40% of all salmonella are multidrug-resistant bacteria, which means they are practically unaffected by antibiotics. Scientists around the world urge not to treat salmonellosis with only intestinal manifestations with antibiotics. Nevertheless, our country’s protocol provides for treatment of children of any age and with any severity of the disease with antibiotics for salmonellosis.
Symptoms of salmonellosis
Symptoms of the disease largely depend on the age of the patient and the type of disease. In newborns of the first week, the disease begins abruptly. First there is a decrease in appetite, the baby refuses to feed. The skin turns pale, the child becomes apathetic. Digestive disorders, mainly diarrhea, are characteristic. The stool is watery, with green lumps and mucus. At this age, there is no fever or vomiting, and the spleen and liver are noticeably enlarged. Manifestations of exicosis (dehydration) and flatulence rapidly increase. There is a high risk of hemocolitis - bleeding in the colon.
In children of the first year of life (over 10 days), salmonellosis has a sudden onset with fever up to 37–39°C. Severe vomiting and regurgitation during eating are observed. The stools are liquid, greenish, sometimes streaked with blood. As a result of dehydration, cramps appear, the skin becomes dry and pale.
A child under 3 years of age has a high risk of developing purulent lesions in various organs. Therefore, in addition to the above symptoms of salmonellosis, the patient may have signs of pyelonephritis, meningitis, cystitis, etc.

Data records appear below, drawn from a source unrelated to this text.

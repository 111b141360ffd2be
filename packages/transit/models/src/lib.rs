#![cfg_attr(feature = "fail-on-warnings", deny(warnings))]
#![warn(clippy::all, clippy::pedantic, clippy::nursery, clippy::cargo)]
#![allow(clippy::multiple_crate_versions)]

//! Transit stop and stop frequency types.
//!
//! Stops come from the agency's GTFS `stops.txt` and are loaded once per
//! snapshot. Their order in the snapshot is the canonical order of every
//! per-stop result the heatmap produces.

use envwatch_geography_models::Coordinate;
use serde::{Deserialize, Serialize};

/// A transit stop.
#[derive(Debug, Clone, PartialEq, Serialize, Deserialize)]
#[serde(rename_all = "camelCase")]
pub struct Stop {
    /// GTFS `stop_id`, unique and stable across feed versions.
    pub stop_id: String,
    /// Rider-facing stop code, if the agency publishes one.
    pub stop_code: Option<String>,
    /// Human-readable stop name.
    pub stop_name: Option<String>,
    /// Stop position.
    pub location: Coordinate,
}

impl Stop {
    /// Creates a stop with only an identifier and a position.
    #[must_use]
    pub fn new(stop_id: impl Into<String>, location: Coordinate) -> Self {
        Self {
            stop_id: stop_id.into(),
            stop_code: None,
            stop_name: None,
            location,
        }
    }
}

/// Number of scheduled arrivals at a stop per time-of-day bucket.
///
/// Derived from GTFS `stop_times.txt` by bucketing each arrival hour:
/// `[0, 8)` morning, `[8, 16)` day, `[16, 24)` evening.
#[derive(Debug, Clone, Copy, Default, PartialEq, Eq, Serialize, Deserialize)]
#[serde(rename_all = "camelCase")]
pub struct StopFrequency {
    /// Arrivals between 00:00 and 08:00.
    pub morning: u32,
    /// Arrivals between 08:00 and 16:00.
    pub day: u32,
    /// Arrivals between 16:00 and 24:00.
    pub evening: u32,
}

The clinical picture in older children is similar to the course of salmonellosis in adults. In the first hours of the disease, there is a slight malaise, which is accompanied by bloating. Then the temperature rises sharply, dizziness, pain in the temples, and aches appear. Signs of intoxication reach their maximum on the second day. At the same time, signs of gastroenteritis appear: abdominal pain, vomiting, which contains food debris. Further, the vomit becomes greenish and watery. Later diarrhea follows. Dehydration of the body quickly increases.
After gastroenteritis, a child may develop a septic form of salmonellosis, which is characterized by an increase in fever, depression of the nervous system and hemodynamic disturbances.